↓↓↓

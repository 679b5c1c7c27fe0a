//! Trusted pool ranking

/// Ordered list of trusted pool markers, highest priority first
///
/// An artifact is trusted when its identifier contains one of the markers;
/// its rank is the index of the first marker it contains.
#[derive(Debug, Clone, Default, PartialEq, Eq)]
pub struct PoolPriority {
    trusted: Vec<String>,
}

impl PoolPriority {
    pub fn new(trusted: Vec<String>) -> Self {
        Self { trusted }
    }

    /// Rank of the artifact's pool, `None` when untrusted. Lower is better.
    pub fn rank(&self, artifact: &str) -> Option<usize> {
        self.trusted
            .iter()
            .position(|marker| !marker.is_empty() && artifact.contains(marker.as_str()))
    }

    /// Whether `candidate` should displace `existing` as the copy of a
    /// duplicated file.
    ///
    /// A trusted copy is only displaced by a strictly better-ranked one; an
    /// untrusted copy is displaced by whatever comes later.
    pub fn prefers(&self, candidate: &str, existing: &str) -> bool {
        match (self.rank(candidate), self.rank(existing)) {
            (_, None) => true,
            (Some(candidate), Some(existing)) => candidate < existing,
            (None, Some(_)) => false,
        }
    }
}
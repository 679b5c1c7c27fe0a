//! Pattern extractor layer
//! - traits.rs: Extractor trait definition
//! - types.rs: ParsedArtifact, the per-convention view of an artifact
//! - path.rs: base name / parent directory helpers
//! - debian.rs: linux-kbuild and linux-headers `.deb` names
//! - ubuntu.rs: `<version>.<revision>[~backport]_` names
//! - suse.rs: composite SUSE version tokens
//! - minikube.rs: `kernel=` tokens in minikube config URLs

pub mod debian;
pub mod minikube;
pub mod path;
pub mod suse;
pub mod traits;
pub mod types;
pub mod ubuntu;

pub use debian::{DebianBuildSupportExtractor, DebianHeaderExtractor};
pub use minikube::MinikubeKernelExtractor;
pub use path::{base_name, parent_dir};
pub use suse::SuseVersionExtractor;
pub use traits::Extractor;
pub use types::ParsedArtifact;
pub use ubuntu::UbuntuRevisionExtractor;
//! Name-indexed strategy lookup
//!
//! The CLI layer only knows strategy names; the registry maps them onto the
//! closed set of [`StrategyKind`]s and their configured implementations.

use std::sync::Arc;

use indexmap::IndexMap;

use crate::config::GrouperConfig;
use crate::strategy::error::GroupingError;
use crate::strategy::kind::StrategyKind;
use crate::strategy::strategies::{
    CosStrategy, DebianStrategy, MinikubeStrategy, OneToEachStrategy, OneToPairsStrategy,
    PairsStrategy, SingleStrategy, SuseStrategy,
};
use crate::strategy::traits::{Group, Strategy};

pub struct StrategyRegistry {
    strategies: IndexMap<StrategyKind, Arc<dyn Strategy>>,
}

impl StrategyRegistry {
    /// Create a registry holding every strategy, configured from `config`
    pub fn new(config: &GrouperConfig) -> Self {
        let strategies = StrategyKind::ALL
            .into_iter()
            .map(|kind| (kind, create_strategy(kind, config)))
            .collect();

        Self { strategies }
    }

    /// Look up a strategy by its registered name
    pub fn get(&self, name: &str) -> Result<&Arc<dyn Strategy>, GroupingError> {
        name.parse::<StrategyKind>()
            .ok()
            .and_then(|kind| self.strategies.get(&kind))
            .ok_or_else(|| GroupingError::UnknownStrategy(name.to_string()))
    }

    /// Look up a strategy by name and run it
    pub fn group(&self, name: &str, artifacts: &[String]) -> Result<Vec<Group>, GroupingError> {
        self.get(name)?.group(artifacts)
    }

    /// Registered names, in registry order
    pub fn names(&self) -> impl Iterator<Item = &'static str> + '_ {
        self.strategies.keys().map(|kind| kind.as_str())
    }
}

impl Default for StrategyRegistry {
    fn default() -> Self {
        Self::new(&GrouperConfig::default())
    }
}

fn create_strategy(kind: StrategyKind, config: &GrouperConfig) -> Arc<dyn Strategy> {
    match kind {
        StrategyKind::Single => Arc::new(SingleStrategy),
        StrategyKind::OneToEach => Arc::new(OneToEachStrategy),
        StrategyKind::OneToPairs => Arc::new(OneToPairsStrategy),
        StrategyKind::Pairs => Arc::new(PairsStrategy::new(
            config.pairs.supported_backports.clone(),
        )),
        StrategyKind::Suse => Arc::new(SuseStrategy::new()),
        StrategyKind::Debian => Arc::new(DebianStrategy::from_config(&config.debian)),
        StrategyKind::Cos => Arc::new(CosStrategy::new(config.cos.source_name.clone())),
        StrategyKind::Minikube => Arc::new(MinikubeStrategy::new(
            config.minikube.kernel_source_url_template.clone(),
        )),
    }
}
//! Single-artifact strategy
//!
//! Each artifact is its own build unit: `[a, b, c] -> [[a], [b], [c]]`.

use crate::strategy::error::GroupingError;
use crate::strategy::kind::StrategyKind;
use crate::strategy::traits::{Group, Strategy};

pub struct SingleStrategy;

impl Strategy for SingleStrategy {
    fn kind(&self) -> StrategyKind {
        StrategyKind::Single
    }

    fn group(&self, artifacts: &[String]) -> Result<Vec<Group>, GroupingError> {
        Ok(artifacts.iter().map(|a| vec![a.clone()]).collect())
    }
}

↑↑↑

**PROBLEM TO SOLVE**. Give back every line of the data exactly.

**ANSWER TO THIS TASK**.
repository 679b5c1c7c27fe0a
//! Trusted pool ranking

/// Ordered list of trusted pool markers, highest priority first
///
/// An artifact is trusted when its identifier contains one of the markers;
/// its rank is the index of the first marker it contains.
#[derive(Debug, Clone, Default, PartialEq, Eq)]
pub struct PoolPriority {
    trusted: Vec<String>,
}

impl PoolPriority {
    pub fn new(trusted: Vec<String>) -> Self {
        Self { trusted }
    }

    /// Rank of the artifact's pool, `None` when untrusted. Lower is better.
    pub fn rank(&self, artifact: &str) -> Option<usize> {
        self.trusted
            .iter()
            .position(|marker| !marker.is_empty() && artifact.contains(marker.as_str()))
    }

    /// Whether `candidate` should displace `existing` as the copy of a
    /// duplicated file.
    ///
    /// A trusted copy is only displaced by a strictly better-ranked one; an
    /// untrusted copy is displaced by whatever comes later.
    pub fn prefers(&self, candidate: &str, existing: &str) -> bool {
        match (self.rank(candidate), self.rank(existing)) {
            (_, None) => true,
            (Some(candidate), Some(existing)) => candidate < existing,
            (None, Some(_)) => false,
        }
    }
}
repository 679b5c1c7c27fe0a
//! Pattern extractor layer
//! - traits.rs: Extractor trait definition
//! - types.rs: ParsedArtifact, the per-convention view of an artifact
//! - path.rs: base name / parent directory helpers
//! - debian.rs: linux-kbuild and linux-headers `.deb` names
//! - ubuntu.rs: `<version>.<revision>[~backport]_` names
//! - suse.rs: composite SUSE version tokens
//! - minikube.rs: `kernel=` tokens in minikube config URLs

pub mod debian;
pub mod minikube;
pub mod path;
pub mod suse;
pub mod traits;
pub mod types;
pub mod ubuntu;

pub use debian::{DebianBuildSupportExtractor, DebianHeaderExtractor};
pub use minikube::MinikubeKernelExtractor;
pub use path::{base_name, parent_dir};
pub use suse::SuseVersionExtractor;
pub use traits::Extractor;
pub use types::ParsedArtifact;
pub use ubuntu::UbuntuRevisionExtractor;
//! Name-indexed strategy lookup
//!
//! The CLI layer only knows strategy names; the registry maps them onto the
//! closed set of [`StrategyKind`]s and their configured implementations.

use std::sync::Arc;

use indexmap::IndexMap;

use crate::config::GrouperConfig;
use crate::strategy::error::GroupingError;
use crate::strategy::kind::StrategyKind;
use crate::strategy::strategies::{
    CosStrategy, DebianStrategy, MinikubeStrategy, OneToEachStrategy, OneToPairsStrategy,
    PairsStrategy, SingleStrategy, SuseStrategy,
};
use crate::strategy::traits::{Group, Strategy};

pub struct StrategyRegistry {
    strategies: IndexMap<StrategyKind, Arc<dyn Strategy>>,
}

impl StrategyRegistry {
    /// Create a registry holding every strategy, configured from `config`
    pub fn new(config: &GrouperConfig) -> Self {
        let strategies = StrategyKind::ALL
            .into_iter()
            .map(|kind| (kind, create_strategy(kind, config)))
            .collect();

        Self { strategies }
    }

    /// Look up a strategy by its registered name
    pub fn get(&self, name: &str) -> Result<&Arc<dyn Strategy>, GroupingError> {
        name.parse::<StrategyKind>()
            .ok()
            .and_then(|kind| self.strategies.get(&kind))
            .ok_or_else(|| GroupingError::UnknownStrategy(name.to_string()))
    }

    /// Look up a strategy by name and run it
    pub fn group(&self, name: &str, artifacts: &[String]) -> Result<Vec<Group>, GroupingError> {
        self.get(name)?.group(artifacts)
    }

    /// Registered names, in registry order
    pub fn names(&self) -> impl Iterator<Item = &'static str> + '_ {
        self.strategies.keys().map(|kind| kind.as_str())
    }
}

impl Default for StrategyRegistry {
    fn default() -> Self {
        Self::new(&GrouperConfig::default())
    }
}

fn create_strategy(kind: StrategyKind, config: &GrouperConfig) -> Arc<dyn Strategy> {
    match kind {
        StrategyKind::Single => Arc::new(SingleStrategy),
        StrategyKind::OneToEach => Arc::new(OneToEachStrategy),
        StrategyKind::OneToPairs => Arc::new(OneToPairsStrategy),
        StrategyKind::Pairs => Arc::new(PairsStrategy::new(
            config.pairs.supported_backports.clone(),
        )),
        StrategyKind::Suse => Arc::new(SuseStrategy::new()),
        StrategyKind::Debian => Arc::new(DebianStrategy::from_config(&config.debian)),
        StrategyKind::Cos => Arc::new(CosStrategy::new(config.cos.source_name.clone())),
        StrategyKind::Minikube => Arc::new(MinikubeStrategy::new(
            config.minikube.kernel_source_url_template.clone(),
        )),
    }
}
//! Single-artifact strategy
//!
//! Each artifact is its own build unit: `[a, b, c] -> [[a], [b], [c]]`.

use crate::strategy::error::GroupingError;
use crate::strategy::kind::StrategyKind;
use crate::strategy::traits::{Group, Strategy};

pub struct SingleStrategy;

impl Strategy for SingleStrategy {
    fn kind(&self) -> StrategyKind {
        StrategyKind::Single
    }

    fn group(&self, artifacts: &[String]) -> Result<Vec<Group>, GroupingError> {
        Ok(artifacts.iter().map(|a| vec![a.clone()]).collect())
    }
}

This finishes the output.